Après avoir constaté qu’aucune juridiction française
n’était compétente en application des articles 3 du
règlement « Bruxelles II bis » et 1070 du Code de procédure civile, le juge français doit encore rechercher s’il
n’est pas valablement saisi en application de l’article 14
du Code civil.
Cass. 1re civ., 25 sept. 2013, n° 12-16.900, F-D : JurisData n° 2013-020843
(...)
Sur le moyen unique, pris en sa troisième branche :
Vu l’article 7 du règlement (CE) du 27 novembre 2003 (« Bruxelles
II bis »), ensemble les articles 1070 du code de procédure civile et 14
du Code civil ;
Attendu que, selon le premier de ces textes, lorsqu’aucune
juridiction d’un État membre n’est compétente en vertu des articles
3, 4 et 5 du règlement, la compétence est, dans chaque État, réglée
par la loi de cet État ; que cette compétence est, en droit français,
énoncée aux articles 1070 du Code de procédure civile et 14 du
Code civil ; que ce dernier texte, qui donne compétence à la
juridiction française du demandeur de nationalité française,
s’applique lorsqu’aucun critère ordinaire de compétence n’est
réalisé en France ;
Attendu que Mme X., de nationalité française, et M. Y., de nationalité turque se sont mariés à Londres le 16 janvier 1989 et résidaient
alternativement en Turquie et en France, où ils ont eu deux enfants
nés à Nice en 2003 et 2005, jusqu’à l’été 2010, date à laquelle
l’épouse a fait connaître son intention de divorcer et de rester en
France avec les enfants ; que, le 22 octobre 2010, elle a fait assigner
son époux en audience de conciliation devant le juge aux affaires
familiales du tribunal de grande instance de Sens qui a statué sans se
prononcer sur sa compétence ;
Attendu qu’après avoir constaté qu’aucune juridiction française
n’était compétente en application des articles 3 du règlement
« Bruxelles II bis » et 1070 du Code de procédure civile, la cour
d’appel a écarté la compétence de la juridiction française au motif
que moins de deux mois avant la saisine de la juridiction française,
la résidence familiale était encore fixée de manière habituelle en
Turquie où les enfants avaient l’essentiel de leurs activités notamment scolaires ;
Qu’en statuant ainsi, alors que la juridiction française avait été
valablement saisie en application de l’article 14 du code civil, la
cour d’appel a violé les textes susvisés ;
Par ces motifs (...) : casse et annule (...).

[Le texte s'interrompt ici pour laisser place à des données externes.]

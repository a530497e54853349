//! Plain-text tree formatter
//!
//! `TreeFormatter` writes one line per node straight to its writer:
//! the root name unindented, then `prefix + connector + name` for every entry.

use std::io::{self, Write};

use super::TreeOutput;

/// Connector for every sibling but the last.
pub const BRANCH: &str = "├── ";

/// Connector for the last sibling in a directory.
pub const LAST_BRANCH: &str = "└── ";

/// Pick the connector glyph for an entry.
pub fn connector(is_last: bool) -> &'static str {
    if is_last { LAST_BRANCH } else { BRANCH }
}

/// Formatter that renders the tree to any writer.
pub struct TreeFormatter<W: Write> {
    out: W,
}

impl<W: Write> TreeFormatter<W> {
    pub fn new(out: W) -> Self {
        Self { out }
    }

    /// Flush and hand back the underlying writer.
    pub fn into_inner(mut self) -> io::Result<W> {
        self.out.flush()?;
        Ok(self.out)
    }
}

impl<W: Write> TreeOutput for TreeFormatter<W> {
    fn output_root(&mut self, name: &str) -> io::Result<()> {
        writeln!(self.out, "{}", name)
    }

    fn output_node(&mut self, name: &str, is_last: bool, prefix: &str) -> io::Result<()> {
        writeln!(self.out, "{}{}{}", prefix, connector(is_last), name)
    }
}
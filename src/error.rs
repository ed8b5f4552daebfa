//! Crate-level error types.

use std::fmt;

use crate::camera::framing::FramingError;
use crate::gpu::render_context::RenderContextError;
use crate::gpu::shader_composer::ShaderError;
use crate::scene::environment::EnvironmentError;
use crate::scene::model::ModelError;

/// Errors produced by the meshview crate.
#[derive(Debug)]
pub enum ViewerError {
    /// GPU context initialization failure.
    Gpu(RenderContextError),
    /// Failed to load a model file.
    ModelLoad(ModelError),
    /// Failed to load an environment map.
    EnvironmentLoad(EnvironmentError),
    /// Zoom-to-fit could not place the camera.
    Framing(FramingError),
    /// Generic I/O failure.
    Io(std::io::Error),
    /// Failed to spawn a background thread.
    ThreadSpawn(std::io::Error),
    /// TOML options parsing/serialization failure.
    OptionsParse(String),
    /// WGSL composition failure.
    Shader(ShaderError),
    /// Viewer event-loop failure.
    Viewer(String),
}

impl fmt::Display for ViewerError {
    fn fmt(&self, f: &mut fmt::Formatter<'_>) -> fmt::Result {
        match self {
            Self::Gpu(e) => write!(f, "GPU error: {e}"),
            Self::ModelLoad(e) => write!(f, "model load error: {e}"),
            Self::EnvironmentLoad(e) => {
                write!(f, "environment load error: {e}")
            }
            Self::Framing(e) => write!(f, "framing error: {e}"),
            Self::Io(e) => write!(f, "I/O error: {e}"),
            Self::ThreadSpawn(e) => {
                write!(f, "failed to spawn thread: {e}")
            }
            Self::OptionsParse(msg) => {
                write!(f, "options parse error: {msg}")
            }
            Self::Shader(e) => write!(f, "shader error: {e}"),
            Self::Viewer(msg) => write!(f, "viewer error: {msg}"),
        }
    }
}

impl std::error::Error for ViewerError {
    fn source(&self) -> Option<&(dyn std::error::Error + 'static)> {
        match self {
            Self::Gpu(e) => Some(e),
            Self::ModelLoad(e) => Some(e),
            Self::EnvironmentLoad(e) => Some(e),
            Self::Framing(e) => Some(e),
            Self::Shader(e) => Some(e),
            Self::Io(e) | Self::ThreadSpawn(e) => Some(e),
            Self::OptionsParse(_) | Self::Viewer(_) => None,
        }
    }
}

impl From<RenderContextError> for ViewerError {
    fn from(e: RenderContextError) -> Self {
        Self::Gpu(e)
    }
}

impl From<ModelError> for ViewerError {
    fn from(e: ModelError) -> Self {
        Self::ModelLoad(e)
    }
}

impl From<EnvironmentError> for ViewerError {
    fn from(e: EnvironmentError) -> Self {
        Self::EnvironmentLoad(e)
    }
}

impl From<FramingError> for ViewerError {
    fn from(e: FramingError) -> Self {
        Self::Framing(e)
    }
}

impl From<ShaderError> for ViewerError {
    fn from(e: ShaderError) -> Self {
        Self::Shader(e)
    }
}

impl From<std::io::Error> for ViewerError {
    fn from(e: std::io::Error) -> Self {
        Self::Io(e)
    }
}

#[cfg(test)]
mod tests {
    use std::error::Error;

    use super::*;

    #[test]
    fn framing_error_keeps_source() {
        let err: ViewerError = FramingError::EmptyBounds.into();
        assert!(matches!(err, ViewerError::Framing(_)));
        assert!(err.source().is_some());
        assert!(err.to_string().starts_with("framing error"));
    }

    #[test]
    fn string_variants_have_no_source() {
        let err = ViewerError::OptionsParse("bad key".into());
        assert!(err.source().is_none());
        assert_eq!(err.to_string(), "options parse error: bad key");
    }
}
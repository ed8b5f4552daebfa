use serde::{Deserialize, Serialize};

use crate::camera::framing::ViewAxis;

#[derive(Debug, Clone, Serialize, Deserialize, PartialEq)]
#[serde(default)]
/// Camera projection, control and initial framing parameters.
pub struct CameraOptions {
    /// Vertical field of view in degrees.
    pub fovy: f32,
    /// Near clipping plane before any model is framed.
    pub znear: f32,
    /// Far clipping plane before any model is framed.
    pub zfar: f32,
    /// Radians of orbit per pixel dragged.
    pub rotate_speed: f32,
    /// Pan distance per pixel, as a fraction of the orbit distance.
    pub pan_speed: f32,
    /// Fractional distance change per scroll line.
    pub zoom_speed: f32,
    /// Axis the camera looks along when a model is framed.
    pub view_axis: ViewAxis,
    /// View from the positive side of `view_axis`.
    pub front: bool,
}

impl Default for CameraOptions {
    fn default() -> Self {
        Self {
            fovy: 75.0,
            znear: 0.1,
            zfar: 100.0,
            rotate_speed: 0.01,
            pan_speed: 0.002,
            zoom_speed: 0.1,
            view_axis: ViewAxis::Z,
            front: true,
        }
    }
}
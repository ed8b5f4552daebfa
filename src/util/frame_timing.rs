use web_time::{Duration, Instant};

/// Frame pacing with a smoothed FPS readout.
#[derive(Debug, Clone)]
pub struct FrameTiming {
    /// Minimum time between frames; `None` means unlimited.
    interval: Option<Duration>,
    last_frame: Instant,
    /// Exponential moving average of instantaneous FPS.
    smoothed_fps: f32,
    /// Weight of each new sample (0.0-1.0).
    smoothing: f32,
}

impl FrameTiming {
    /// Create a new frame timer with the given FPS target (0 = unlimited).
    #[must_use]
    pub fn new(target_fps: u32) -> Self {
        Self {
            interval: interval_for(target_fps),
            last_frame: Instant::now(),
            smoothed_fps: 60.0,
            smoothing: 0.05,
        }
    }

    /// Change the FPS target (0 = unlimited).
    pub fn set_target_fps(&mut self, target_fps: u32) {
        self.interval = interval_for(target_fps);
    }

    /// Whether enough time has passed since the last frame.
    #[must_use]
    pub fn should_render(&self) -> bool {
        self.time_until_next() == Duration::ZERO
    }

    /// How long until the next frame is due.
    #[must_use]
    pub fn time_until_next(&self) -> Duration {
        self.interval
            .map_or(Duration::ZERO, |i| i.saturating_sub(self.last_frame.elapsed()))
    }

    /// Call after rendering to update timing.
    pub fn end_frame(&mut self) {
        let now = Instant::now();
        let frame_time = now.duration_since(self.last_frame).as_secs_f32();
        self.last_frame = now;

        if frame_time > 0.0 {
            self.smoothed_fps = self.smoothed_fps * (1.0 - self.smoothing)
                + self.smoothing / frame_time;
        }
    }

    /// Smoothed frames per second.
    #[must_use]
    pub fn fps(&self) -> f32 {
        self.smoothed_fps
    }
}

fn interval_for(target_fps: u32) -> Option<Duration> {
    (target_fps > 0).then(|| Duration::from_secs_f64(1.0 / f64::from(target_fps)))
}

#[cfg(test)]
mod tests {
    use super::*;

    #[test]
    fn unlimited_always_renders() {
        let timing = FrameTiming::new(0);
        assert!(timing.should_render());
        assert_eq!(timing.time_until_next(), Duration::ZERO);
    }

    #[test]
    fn capped_waits_for_interval() {
        let mut timing = FrameTiming::new(1);
        timing.end_frame();
        assert!(!timing.should_render());
        assert!(timing.time_until_next() > Duration::from_millis(500));
        timing.set_target_fps(0);
        assert!(timing.should_render());
    }
}
//! `meshview` binary: open a model in a window, framed to fit.

use clap::Parser;
use meshview::{cli::Cli, Viewer};

fn main() {
    env_logger::init();
    let cli = Cli::parse();

    let options = match cli.resolve_options() {
        Ok(options) => options,
        Err(e) => {
            log::error!("{e}");
            std::process::exit(2);
        }
    };

    let mut builder = Viewer::builder()
        .with_model(cli.model.clone())
        .with_options(options)
        .with_title(cli.title.clone());
    if let Some(env) = &cli.env {
        builder = builder.with_environment(env.clone());
    }
    if let Some(frames) = cli.frames {
        builder = builder.with_frame_limit(frames);
    }

    match builder.build().run() {
        Ok(reason) => log::info!("viewer exited: {reason}"),
        Err(e) => {
            log::error!("{e}");
            std::process::exit(1);
        }
    }
}
//! Frame pacing and the render-loop scheduler.

/// FPS limiter and smoothed FPS readout.
pub mod frame_timing;
/// Explicit frame scheduler with stop conditions.
pub mod render_loop;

NOTE : Même s’il ne sera pas publié au Bulletin civil, l’arrêt
ci-avant mérite un signalement dans la mesure où il confirme non
seulement la rigidité des règles présidant à la détermination du
juge compétent dans un divorce international mais aussi la vitalité
du privilège de juridiction de l’article 14 du Code civil. Un couple
composé d’une Française et d’un Turc résidait principalement en
Turquie où les deux enfants étaient scolarisés. Fin août 2010 et à
l’expiration des habituelles vacances d’été passées en France, la
femme refusait de regagner la Turquie et décidait de rester en
France avec les enfants. S’adonnant à une course à la saisine
désormais bien connue, la femme déposait une requête en
divorce dès le 22 octobre 2010. Ne s’embarrassant pas de justifier
sa compétence internationale, le juge aux affaires familiales fixait,
dans son ordonnance de non-conciliation, la résidence habituelle
des enfants chez la mère en prévoyant notamment un droit de
visite et d’hébergement pour le père. Pour prendre la mesure de
l’exacte situation des parties, il faut encore ajouter que le père, lors
de l’été 2011, emmena les enfants en vacances en Turquie au
mépris de l’interdiction de sortie du territoire prononcée par le
juge français. Sans surprise, le père refusa le retour en France des
enfants qui vivent désormais en Turquie.
Ces derniers éléments – figurant dans le moyen annexé au
présent arrêt – ne sont pas repris par la Cour de cassation. Devant
elle, le débat s’est focalisé sur la compétence du juge français pour
statuer sur le principe du divorce. Il y a là une conséquence des
règles de compétence européennes qui dissocient la compétence
pour le prononcé du divorce de celles permettant de statuer sur
le sort des enfants. Cette dissociation contrarie visiblement les
juges du fond, lesquels s’interrogent souvent pour savoir s’ils sont
« la juridiction de la famille », c’est-à-dire la juridiction la plus
appropriée pour régler l’intégralité du contentieux familial. Cette
recherche avait visiblement guidé la cour d’appel de Paris dans
l’affaire rapportée. Contrairement au premier juge, la cour d’appel
avait soulevé d’office la question de sa compétence pour statuer
sur le principe du divorce. Celle-ci pouvait-elle être fondée sur le
règlement (CE) n° 2201/2003, dit « Bruxelles II bis » ? Considérant
que la résidence habituelle du couple était fixée en Turquie au
jour de la saisine de la juridiction française, la cour d’appel avait
logiquement constaté que l’article 3 du règlement n’attribuait
aucune compétence à un juge d’un État membre. Pour que celle
du juge français puisse être fondée sur ce texte encore aurait-il
fallu que la femme française ait résidé habituellement six mois en
France préalablement à la saisine du juge français (Cons. UE, règl.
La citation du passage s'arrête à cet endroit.